(Stored data entries)
•••••

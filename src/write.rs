use std::{
    collections::BTreeMap,
    fs,
    io::{self, Cursor, Seek, SeekFrom, Write},
    path::Path,
};

use byteorder::{LittleEndian, WriteBytesExt};
use log::debug;
use tempfile::NamedTempFile;
use uuid::Uuid;

use crate::{
    encode::{ScalarType, VolumeImage},
    error::{Error, Result},
};

const OPENVDB_MAGIC: i64 = 0x5644_4220;
const FILE_VERSION: u32 = 224;
const LIBRARY_VERSION: (u32, u32) = (10, 0);
const GRID_TYPE: &str = "Tree_float_5_4_3";
const COMPRESS_NONE: u32 = 0;
const NO_MASK_AND_ALL_VALS: u8 = 6;

// log2 of the node edge length (leaf, lower internal, upper internal)
const LEAF_LOG2: u32 = 3;
const LOWER_LOG2: u32 = 4;
const UPPER_LOG2: u32 = 5;
// log2 of the voxel edge length each node covers
const LEAF_TOTAL: u32 = LEAF_LOG2;
const LOWER_TOTAL: u32 = LOWER_LOG2 + LEAF_TOTAL;
const UPPER_TOTAL: u32 = UPPER_LOG2 + LOWER_TOTAL;

const LEAF_SIZE: usize = 1 << (3 * LEAF_LOG2);
const LOWER_SIZE: usize = 1 << (3 * LOWER_LOG2);
const UPPER_SIZE: usize = 1 << (3 * UPPER_LOG2);

type Coord = [i32; 3];

fn child_offset(xyz: Coord, total: u32, child_total: u32) -> usize {
    let mask = (1i32 << total) - 1;
    let log2 = total - child_total;
    let [x, y, z] = xyz.map(|c| ((c & mask) >> child_total) as usize);
    (x << (2 * log2)) | (y << log2) | z
}

struct Leaf {
    mask: [u64; LEAF_SIZE / 64],
    values: [f32; LEAF_SIZE],
}

#[derive(Default)]
struct LowerNode {
    children: BTreeMap<usize, Box<Leaf>>,
}

#[derive(Default)]
struct UpperNode {
    children: BTreeMap<usize, LowerNode>,
}

// keyed like OpenVDB's root table, lexicographic origins
#[derive(Default)]
struct Tree {
    roots: BTreeMap<Coord, UpperNode>,
    voxel_count: i64,
    bbox: Option<(Coord, Coord)>,
}

impl Tree {
    fn from_image(image: &VolumeImage) -> Self {
        let (nx, ny, _) = image.dimensions();
        let e = image.extent;
        let mut tree = Tree::default();
        for (idx, &v) in image.data.iter().enumerate() {
            if v == 0 {
                continue;
            }
            let i = (idx % nx) as i32;
            let j = ((idx / nx) % ny) as i32;
            let k = (idx / (nx * ny)) as i32;
            tree.set([e[0] + i, e[2] + j, e[4] + k], f32::from(v));
        }
        tree
    }

    fn set(&mut self, xyz: Coord, value: f32) {
        let origin = xyz.map(|c| c & !((1i32 << UPPER_TOTAL) - 1));
        let upper = self.roots.entry(origin).or_default();
        let lower = upper
            .children
            .entry(child_offset(xyz, UPPER_TOTAL, LOWER_TOTAL))
            .or_default();
        let leaf = lower
            .children
            .entry(child_offset(xyz, LOWER_TOTAL, LEAF_TOTAL))
            .or_insert_with(|| {
                Box::new(Leaf {
                    mask: [0; LEAF_SIZE / 64],
                    values: [0.0; LEAF_SIZE],
                })
            });
        let n = child_offset(xyz, LEAF_TOTAL, 0);
        leaf.values[n] = value;
        leaf.mask[n >> 6] |= 1 << (n & 63);

        self.voxel_count += 1;
        self.bbox = Some(match self.bbox {
            None => (xyz, xyz),
            Some((lo, hi)) => (
                [lo[0].min(xyz[0]), lo[1].min(xyz[1]), lo[2].min(xyz[2])],
                [hi[0].max(xyz[0]), hi[1].max(xyz[1]), hi[2].max(xyz[2])],
            ),
        });
    }

    fn leaves(&self) -> impl Iterator<Item = &Leaf> {
        self.roots
            .values()
            .flat_map(|upper| upper.children.values())
            .flat_map(|lower| lower.children.values().map(|leaf| &**leaf))
    }
}

enum MetaValue {
    Str(String),
    Bool(bool),
    Vec3i(Coord),
    Int64(i64),
}

fn write_string<W: Write>(w: &mut W, s: &str) -> io::Result<()> {
    w.write_u32::<LittleEndian>(s.len() as u32)?;
    w.write_all(s.as_bytes())
}

fn write_meta<W: Write>(w: &mut W, meta: &BTreeMap<&str, MetaValue>) -> io::Result<()> {
    w.write_u32::<LittleEndian>(meta.len() as u32)?;
    for (name, value) in meta {
        write_string(w, name)?;
        match value {
            MetaValue::Str(s) => {
                write_string(w, "string")?;
                write_string(w, s)?;
            }
            MetaValue::Bool(b) => {
                write_string(w, "bool")?;
                w.write_u32::<LittleEndian>(1)?;
                w.write_u8(u8::from(*b))?;
            }
            MetaValue::Vec3i(v) => {
                write_string(w, "vec3i")?;
                w.write_u32::<LittleEndian>(12)?;
                for c in v {
                    w.write_i32::<LittleEndian>(*c)?;
                }
            }
            MetaValue::Int64(v) => {
                write_string(w, "int64")?;
                w.write_u32::<LittleEndian>(8)?;
                w.write_i64::<LittleEndian>(*v)?;
            }
        }
    }
    Ok(())
}

fn write_mask<W: Write>(w: &mut W, words: &[u64]) -> io::Result<()> {
    for word in words {
        w.write_u64::<LittleEndian>(*word)?;
    }
    Ok(())
}

fn write_internal_topology<W: Write>(
    w: &mut W,
    child_offsets: impl Iterator<Item = usize>,
    size: usize,
) -> io::Result<()> {
    let mut child_mask = vec![0u64; size / 64];
    for n in child_offsets {
        child_mask[n >> 6] |= 1 << (n & 63);
    }
    write_mask(w, &child_mask)?;
    write_mask(w, &vec![0u64; size / 64])?;
    w.write_u8(NO_MASK_AND_ALL_VALS)?;
    w.write_all(&vec![0u8; size * 4])
}

fn write_topology<W: Write>(w: &mut W, tree: &Tree) -> io::Result<()> {
    // buffer count
    w.write_i32::<LittleEndian>(1)?;
    // background, tile count, child count
    w.write_f32::<LittleEndian>(0.0)?;
    w.write_u32::<LittleEndian>(0)?;
    w.write_u32::<LittleEndian>(tree.roots.len() as u32)?;
    for (origin, upper) in &tree.roots {
        for c in origin {
            w.write_i32::<LittleEndian>(*c)?;
        }
        write_internal_topology(w, upper.children.keys().copied(), UPPER_SIZE)?;
        for lower in upper.children.values() {
            write_internal_topology(w, lower.children.keys().copied(), LOWER_SIZE)?;
            for leaf in lower.children.values() {
                write_mask(w, &leaf.mask)?;
            }
        }
    }
    Ok(())
}

fn write_buffers<W: Write>(w: &mut W, tree: &Tree) -> io::Result<()> {
    for leaf in tree.leaves() {
        write_mask(w, &leaf.mask)?;
        w.write_u8(NO_MASK_AND_ALL_VALS)?;
        for v in &leaf.values {
            w.write_f32::<LittleEndian>(*v)?;
        }
    }
    Ok(())
}

/// `ScaleMap`: scale, voxel size, inverse scale, inverse squared, inverse doubled.
fn write_transform<W: Write>(w: &mut W, spacing: [f64; 3]) -> io::Result<()> {
    write_string(w, "ScaleMap")?;
    let rows = [
        spacing,
        spacing,
        spacing.map(|s| 1.0 / s),
        spacing.map(|s| 1.0 / (s * s)),
        spacing.map(|s| 0.5 / s),
    ];
    for v in rows.iter().flatten() {
        w.write_f64::<LittleEndian>(*v)?;
    }
    Ok(())
}

fn check_image(image: &VolumeImage) -> Result<()> {
    let e = image.extent;
    if e[1] < e[0] || e[3] < e[2] || e[5] < e[4] {
        return Err(Error::Encoding(format!("empty extent {e:?}")));
    }
    if image.scalar_type != ScalarType::UnsignedChar || image.components != 1 {
        return Err(Error::Encoding(
            "only single component 8-bit images can be written".to_string(),
        ));
    }
    let (nx, ny, nz) = image.dimensions();
    if image.data.len() != nx * ny * nz {
        return Err(Error::Encoding(format!(
            "buffer holds {} bytes, extent {e:?} needs {}",
            image.data.len(),
            nx * ny * nz
        )));
    }
    Ok(())
}

pub fn encode_vdb(image: &VolumeImage) -> Result<Vec<u8>> {
    check_image(image)?;
    let tree = Tree::from_image(image);
    debug!(
        "grid {:?}: {} active voxels in {} leaves",
        image.scalar_name,
        tree.voxel_count,
        tree.leaves().count()
    );

    let mut out = Cursor::new(Vec::new());
    out.write_i64::<LittleEndian>(OPENVDB_MAGIC)?;
    out.write_u32::<LittleEndian>(FILE_VERSION)?;
    out.write_u32::<LittleEndian>(LIBRARY_VERSION.0)?;
    out.write_u32::<LittleEndian>(LIBRARY_VERSION.1)?;
    // has grid offsets
    out.write_u8(1)?;
    out.write_all(Uuid::new_v4().hyphenated().to_string().as_bytes())?;

    let file_meta = BTreeMap::from([(
        "creator",
        MetaValue::Str(format!("{} {}", env!("CARGO_PKG_NAME"), env!("CARGO_PKG_VERSION"))),
    )]);
    write_meta(&mut out, &file_meta)?;

    // grid descriptor: unique name, type, instance parent, stream offsets
    out.write_i32::<LittleEndian>(1)?;
    write_string(&mut out, &image.scalar_name)?;
    write_string(&mut out, GRID_TYPE)?;
    write_string(&mut out, "")?;
    let offsets_pos = out.position();
    for _ in 0..3 {
        out.write_i64::<LittleEndian>(0)?;
    }

    let grid_pos = out.position();
    out.write_u32::<LittleEndian>(COMPRESS_NONE)?;
    let mut grid_meta = BTreeMap::from([
        ("class", MetaValue::Str("fog volume".to_string())),
        ("is_saved_as_half_float", MetaValue::Bool(false)),
        ("name", MetaValue::Str(image.scalar_name.clone())),
        ("file_voxel_count", MetaValue::Int64(tree.voxel_count)),
    ]);
    if let Some((lo, hi)) = tree.bbox {
        grid_meta.insert("file_bbox_min", MetaValue::Vec3i(lo));
        grid_meta.insert("file_bbox_max", MetaValue::Vec3i(hi));
    }
    write_meta(&mut out, &grid_meta)?;
    write_transform(&mut out, image.spacing)?;
    write_topology(&mut out, &tree)?;

    let block_pos = out.position();
    write_buffers(&mut out, &tree)?;
    let end_pos = out.position();

    out.seek(SeekFrom::Start(offsets_pos))?;
    for pos in [grid_pos, block_pos, end_pos] {
        out.write_i64::<LittleEndian>(pos as i64)?;
    }
    Ok(out.into_inner())
}

/// Write `image` to `dest`, replacing any existing file.
pub fn write_volume(image: &VolumeImage, dest: &Path) -> Result<()> {
    let unwritable = |source: io::Error| Error::PathUnwritable {
        path: dest.to_owned(),
        source,
    };
    let dir = match dest.parent() {
        Some(p) if !p.as_os_str().is_empty() => p,
        _ => Path::new("."),
    };
    if !dir.is_dir() {
        return Err(unwritable(io::Error::new(
            io::ErrorKind::NotFound,
            "destination directory does not exist",
        )));
    }

    let bytes = encode_vdb(image)?;
    let mut tmp = NamedTempFile::new_in(dir).map_err(unwritable)?;
    tmp.write_all(&bytes).map_err(unwritable)?;
    tmp.as_file().sync_all().map_err(unwritable)?;

    if dest.exists() {
        fs::remove_file(dest).map_err(unwritable)?;
        debug!("removed existing {dest:?}");
    }
    tmp.persist(dest).map_err(|e| unwritable(e.error))?;
    debug!("wrote {dest:?} ({} bytes)", bytes.len());
    Ok(())
}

•••••

_Activity_: Please make an exact copy of the lines above from the line with "let unwritable = |source: io::Error|" through the line with "let bytes = encode_vdb(image)?;", both ends included.

_Exercise solution_:
    let unwritable = |source: io::Error| Error::PathUnwritable {
        path: dest.to_owned(),
        source,
    };
    let dir = match dest.parent() {
        Some(p) if !p.as_os_str().is_empty() => p,
        _ => Path::new("."),
    };
    if !dir.is_dir() {
        return Err(unwritable(io::Error::new(
            io::ErrorKind::NotFound,
            "destination directory does not exist",
        )));
    }

    let bytes = encode_vdb(image)?;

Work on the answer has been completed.